A: We will have to wait and see what happens to the Greece elections and what the outcome of that is. I think the base case, which you should assume, is that Greece stays inside the Euro zone and you don’t see an immediate break-up of the Euro zone. The problem, at this point of time, is you are seeing a situation where, on and off, you see good news and bad news. You have some sort of a range for the market. In terms of the floor, everybody expect central banks all over the world to do something, you have talks of QE emerging in the US. In Euro zone, people are talking about some sort of an LTRO starting once again, maybe injection of liquidity into Spanish banks has already happened. You could see similar things being done for some of the other weaker banks in the Euro zone. There are talks of some sort of a loose banking union. In India, you have the RBI maybe going ahead and cutting rates. So, maybe that provides some sort of a floor to markets.
On the other side, you have periodic bad news coming up. There is some governance failure somewhere, governments don’t seem to act. Germany will probably not relent in terms of lending far bigger support to the European Union as it is required at this point in time. So, there is a cap on the markets in that case. So, I think this market is pretty much rangebound between a combination of maybe some sort of good news, which comes from central banks and bad news from the political side or from the macroeconomics standpoint. That is as far as the macro is concerned.

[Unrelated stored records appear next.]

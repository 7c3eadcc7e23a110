// src/predictor/service.rs

use crate::config::{Backend, ModelsConfig};
use crate::domain::catalog::{HouseType, TOWNS};
use crate::domain::PropertyRecord;
use crate::errors::StartupError;
use crate::geos::NG_STATES;
use crate::predictor::{
    CategoricalField, ForestClassifier, ForestRegressor, PredictionError, Predictor,
    PriceCategory,
};
use serde::Serialize;
use tracing::{info, warn};

pub type PricePredictor = Box<dyn Predictor<Output = f64>>;
pub type CategoryPredictor = Box<dyn Predictor<Output = u8>>;

#[derive(Debug, Clone, Copy, PartialEq, Serialize)]
pub struct Prediction {
    pub price: f64,
    pub category: PriceCategory,
}

/// Both fitted models, loaded once and read-only afterwards.
pub struct PredictionService {
    price: PricePredictor,
    category: CategoryPredictor,
}

impl PredictionService {
    pub fn new(price: PricePredictor, category: CategoryPredictor) -> Self {
        Self { price, category }
    }

    /// Load both artifacts from the configured paths with the configured
    /// backend.
    pub fn load(cfg: &ModelsConfig) -> Result<Self, StartupError> {
        match cfg.backend {
            Backend::Forest => Self::load_forests(cfg),
            Backend::Xgboost => Self::load_boosters(cfg),
        }
    }

    fn load_forests(cfg: &ModelsConfig) -> Result<Self, StartupError> {
        let price = ForestRegressor::load(&cfg.price_regressor)?;
        info!(
            "Loaded price regressor from {} ({} trees)",
            cfg.price_regressor.display(),
            price.0.tree_count()
        );

        let category = ForestClassifier::load(&cfg.category_classifier)?;
        info!(
            "Loaded category classifier from {} ({} trees)",
            cfg.category_classifier.display(),
            category.0.tree_count()
        );

        Ok(Self::new(Box::new(price), Box::new(category)))
    }

    #[cfg(feature = "xgboost")]
    fn load_boosters(cfg: &ModelsConfig) -> Result<Self, StartupError> {
        use crate::predictor::booster::{BoostedClassifier, BoostedModel, BoostedRegressor};
        use crate::predictor::encoding::FeatureLayout;

        let layout = FeatureLayout::load(&cfg.feature_layout)?;
        info!(
            "Loaded feature layout from {} ({} columns)",
            cfg.feature_layout.display(),
            layout.width()
        );

        let price = BoostedRegressor(BoostedModel::load(&cfg.price_regressor, layout.clone())?);
        info!("Loaded price booster from {}", cfg.price_regressor.display());

        let category = BoostedClassifier(BoostedModel::load(&cfg.category_classifier, layout)?);
        info!("Loaded category booster from {}", cfg.category_classifier.display());

        Ok(Self::new(Box::new(price), Box::new(category)))
    }

    #[cfg(not(feature = "xgboost"))]
    fn load_boosters(_cfg: &ModelsConfig) -> Result<Self, StartupError> {
        Err(StartupError::Backend(
            "built without the `xgboost` feature; rebuild with --features xgboost".into(),
        ))
    }

    /// Run both models on one record. Single attempt, no fallback value.
    pub fn predict(&self, record: &PropertyRecord) -> Result<Prediction, PredictionError> {
        let raw_price = self.price.predict(record)?;
        if !raw_price.is_finite() {
            return Err(PredictionError::InvalidOutput(raw_price));
        }
        let price = if raw_price < 0.0 {
            warn!("Price model returned {raw_price}; flooring at 0");
            0.0
        } else {
            raw_price
        };

        let label = self.category.predict(record)?;
        let category = PriceCategory::from_label(label)?;

        Ok(Prediction { price, category })
    }

    /// Selector values each model never saw. Choosing one of these will make
    /// predictions fail, so they are worth a warning at startup.
    pub fn unseen_catalog_values(&self) -> Vec<(&'static str, CategoricalField, String)> {
        let mut missing = Vec::new();

        for field in CategoricalField::ALL {
            let fitted = [
                ("price", self.price.known_categories(field)),
                ("category", self.category.known_categories(field)),
            ];
            for (model, vocab) in fitted {
                let Some(vocab) = vocab else {
                    continue;
                };
                for value in catalog_values(field) {
                    if !vocab.iter().any(|v| v == &value) {
                        missing.push((model, field, value));
                    }
                }
            }
        }

        missing
    }

    pub fn report_coverage(&self) {
        for (model, field, value) in self.unseen_catalog_values() {
            warn!("{model} model was not fitted on {field} '{value}'; predictions using it will fail");
        }
    }
}

fn catalog_values(field: CategoricalField) -> Vec<String> {
    match field {
        CategoricalField::Title => HouseType::ALL.iter().map(|t| t.label().to_string()).collect(),
        CategoricalField::Town => TOWNS.iter().map(|t| t.to_string()).collect(),
        CategoricalField::State => NG_STATES.iter().map(|s| s.to_string()).collect(),
    }
}

#[cfg(test)]
mod tests {
    use super::*;
    use crate::tests::utils::{sample_record, FixedCategory, FixedPrice, Failing};

    #[test]
    fn combines_both_models() {
        let svc = PredictionService::new(
            Box::new(FixedPrice(12_345_678.9)),
            Box::new(FixedCategory(1)),
        );
        let p = svc.predict(&sample_record()).unwrap();
        assert_eq!(p.price, 12_345_678.9);
        assert_eq!(p.category, PriceCategory::Expensive);
    }

    #[test]
    fn negative_price_is_floored() {
        let svc = PredictionService::new(Box::new(FixedPrice(-5.0)), Box::new(FixedCategory(0)));
        let p = svc.predict(&sample_record()).unwrap();
        assert_eq!(p.price, 0.0);
        assert_eq!(p.category, PriceCategory::Affordable);
    }

    #[test]
    fn non_finite_price_is_rejected() {
        let svc = PredictionService::new(
            Box::new(FixedPrice(f64::NAN)),
            Box::new(FixedCategory(0)),
        );
        assert!(matches!(
            svc.predict(&sample_record()),
            Err(PredictionError::InvalidOutput(_))
        ));
    }

    #[test]
    fn unknown_label_and_model_failure_propagate() {
        let svc = PredictionService::new(Box::new(FixedPrice(1.0)), Box::new(FixedCategory(3)));
        assert!(matches!(
            svc.predict(&sample_record()),
            Err(PredictionError::UnknownLabel(3))
        ));

        let svc = PredictionService::new(Box::new(Failing), Box::new(FixedCategory(0)));
        assert!(svc.predict(&sample_record()).is_err());
    }

    #[cfg(not(feature = "xgboost"))]
    #[test]
    fn booster_backend_needs_the_feature() {
        let cfg = ModelsConfig {
            backend: Backend::Xgboost,
            ..ModelsConfig::default()
        };
        assert!(matches!(
            PredictionService::load(&cfg),
            Err(StartupError::Backend(_))
        ));
    }

    #[test]
    fn fakes_expose_no_vocabulary() {
        let svc = PredictionService::new(Box::new(FixedPrice(1.0)), Box::new(FixedCategory(0)));
        assert!(svc.unseen_catalog_values().is_empty());
    }
}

Coming to India specifically, I think we will have to wait and see what exactly happens in terms of the presidential election. You have a lot of pressing challenges as of now. We are trading at a very high fiscal deficit, current account is a big problem. A big problem all of us are grappling with at this point of time is, ‘if the current finance minister becomes the next president, who is the next finance minister in that case and how quickly can he or she come on board and start tackling the problems which India is facing?’ So, I don’t think there is any great catalyst for the market either way to move up or down. There is some support from the central banks all over the world, but I think the rally is getting capped by the fact that there is not much of an action from the governments.
A: It’s a very peculiar situation. On one side, you have L&T, which is pretty high beta stock. It is a stock that probably reflects the hope of the market that things will improve soon. On the other side, you have HUL, which is probably a very defensive stock. It reflects the belief that nothing will happen in the markets. That is what is probably happening in the market.
You have 50% of the market probably believing that things are getting worse, so let’s take a more defensive stance and hide into defensive like ITC, HUL etc. On the other side, you have some sections of the market saying that okay the worst is probably behind us. May be Euro zone will muddle through its problems, maybe in India you are seeing things bottoming out in terms of the economic news flow, maybe governance will start improving, so lets start taking a more aggressive stance and start taking some of the calls in infrastructure space, some of high beta names etc. So, we have a pretty peculiar market at this point of time. I don’t think anybody has a real grasp as to what exactly is going on and how things will pan out going forward.